La Comunione sulla luna che non c’è stata

di Redazione, 22 luglio 2019

Pochi giorni fa tutto il mondo ha ricordato lo sbarco dell’uomo sulla luna nel cinquantesimo anniversario. Tra le tante notizie sul tema, è circolata quella secondo la quale Buzz Aldrin avrebbe fatto la Comunione poco prima di sbarcare sulla superficie del satellite.

Buzz Aldrin è infatti presbiteriano. Come tutte le chiese che derivano dal luteranesimo, anche quella a cui era legato Aldrin rifiutava la transustanziazione, ovvero la presenza reale di Cristo nel pane e nel vino. Per i presbiteriani la presenza di Cristo è di tipo spirituale. Il cosmonauta, consigliato dal pastore della sua comunità, portò dunque con sè del pane e del vino, che effettivamente consumò prima di compiere l’allunaggio. Non è corretto però sostenere che Buzz Aldrin abbia fatto la Comunione sulla luna, perché non ne avrebbe avuto modo.

Il vescovo della luna

La Comunione sulla luna non c’è stata, ma in qualche modo la Chiesa Cattolica era sulla luna. Un archivista diocesano di Orlando ha recentemente pubblicato alcune parole del vescovo Borders ai tempi di un suo incontro con Paolo VI. William Borders, vescovo di Orlando dal 1968, si presentò al pontefice come Vescovo della luna: Cape Carneval, dal quale era partita la missione Apollo 11, si trova infatti nella diocesi di Orlando.

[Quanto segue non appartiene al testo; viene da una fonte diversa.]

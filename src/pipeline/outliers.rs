//! k-sigma outlier capping for numeric features

use polars::prelude::*;
use rayon::prelude::*;
use serde::Serialize;

use super::frame::{float_values, with_replaced};
use super::schema::FeatureTable;
use crate::error::{Result, Stage};

const STAGE: Stage = Stage::OutlierCapper;

/// Clipping band for one column
#[derive(Debug, Clone, PartialEq, Serialize)]
pub struct ColumnBounds {
    pub column: String,
    pub mean: f64,
    pub std: f64,
    pub lower: f64,
    pub upper: f64,
}

impl ColumnBounds {
    pub fn clip(&self, value: f64) -> f64 {
        value.clamp(self.lower, self.upper)
    }
}

/// Mean and sample standard deviation (ddof = 1) of the non-null values.
///
/// Fewer than two values give a zero deviation.
pub fn mean_and_std(values: &[f64]) -> (f64, f64) {
    let n = values.len();
    if n == 0 {
        return (0.0, 0.0);
    }
    let mean = values.iter().sum::<f64>() / n as f64;
    if n < 2 {
        return (mean, 0.0);
    }
    let ss: f64 = values.iter().map(|v| (v - mean).powi(2)).sum();
    (mean, (ss / (n - 1) as f64).sqrt())
}

/// Per-column capping bands learned from one table.
#[derive(Debug, Clone, Serialize)]
pub struct CapBounds {
    pub k: f64,
    pub columns: Vec<ColumnBounds>,
}

impl CapBounds {
    /// Learn `[mean - k*std, mean + k*std]` for every numeric feature
    pub fn fit(table: &FeatureTable, k: f64) -> Result<Self> {
        let df = table.frame();
        let columns = table
            .schema()
            .numeric_features()
            .par_iter()
            .map(|name| {
                let values: Vec<f64> = float_values(df, name, STAGE)?.into_iter().flatten().collect();
                let (mean, std) = mean_and_std(&values);
                // std == 0 collapses the band onto the mean, which every value already equals
                Ok(ColumnBounds {
                    column: name.clone(),
                    mean,
                    std,
                    lower: mean - k * std,
                    upper: mean + k * std,
                })
            })
            .collect::<Result<Vec<_>>>()?;

        Ok(Self { k, columns })
    }

    /// Clip every bounded column. Applying the same bounds again changes nothing.
    pub fn apply(&self, table: &FeatureTable) -> Result<FeatureTable> {
        let df = table.frame();
        let clipped: Vec<Column> = self
            .columns
            .par_iter()
            .map(|bounds| {
                let values: Vec<Option<f64>> = float_values(df, &bounds.column, STAGE)?
                    .into_iter()
                    .map(|v| v.map(|x| bounds.clip(x)))
                    .collect();
                Ok(Column::new(bounds.column.as_str().into(), values))
            })
            .collect::<Result<Vec<_>>>()?;

        let mut out = df.clone();
        for column in clipped {
            out = with_replaced(&out, column, STAGE)?;
        }

        tracing::info!(columns = self.columns.len(), k = self.k, "capped outliers");
        Ok(FeatureTable::with_schema(out, table.schema().clone()))
    }
}

/// Fit bounds on `table` and clip it
pub fn cap_outliers(table: &FeatureTable, k: f64) -> Result<(FeatureTable, CapBounds)> {
    let bounds = CapBounds::fit(table, k)?;
    let capped = bounds.apply(table)?;
    Ok((capped, bounds))
}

Nella testimonianza dell’archivista manca la risposta di Paolo VI e si parla di un riferimento del vescovo Borders al Codice di diritto canonico del 1917. Leggendo la traduzione italiana del codice, purtroppo, non è possibile trovare il canone che rende vescovo di un nuovo territorio il titolare della diocesi di partenza dalla quale il territorio è stato scoperto. Probabilmente si tratta di una norma presente nel Corpus di diritto canonico precedente alla stesura del codice, che riguardava casi come la scoperta dell’America.

Astronauti e fede

Buzz Aldrin ha agito seguendo un senso religioso che è comune a tantissimi cosmonauti. Per esempio, quasi tutti i cosmonauti russi non rifiutano l’accompagnamento spirituale che viene loro offerto. Nelle foto che provengono dalle missioni spazioni è abbastanza comune notare, alle spalle dei cosmonauti, la presenza di immagini e simboli religiosi. Il progetto spaziale che avrebbe portato in dieci anni dopo allo sbarco sulla luna si chiamava ADAM, proprio a sottolineare questo “naturale” accostamento tra esplorazione del cosmo e creazione.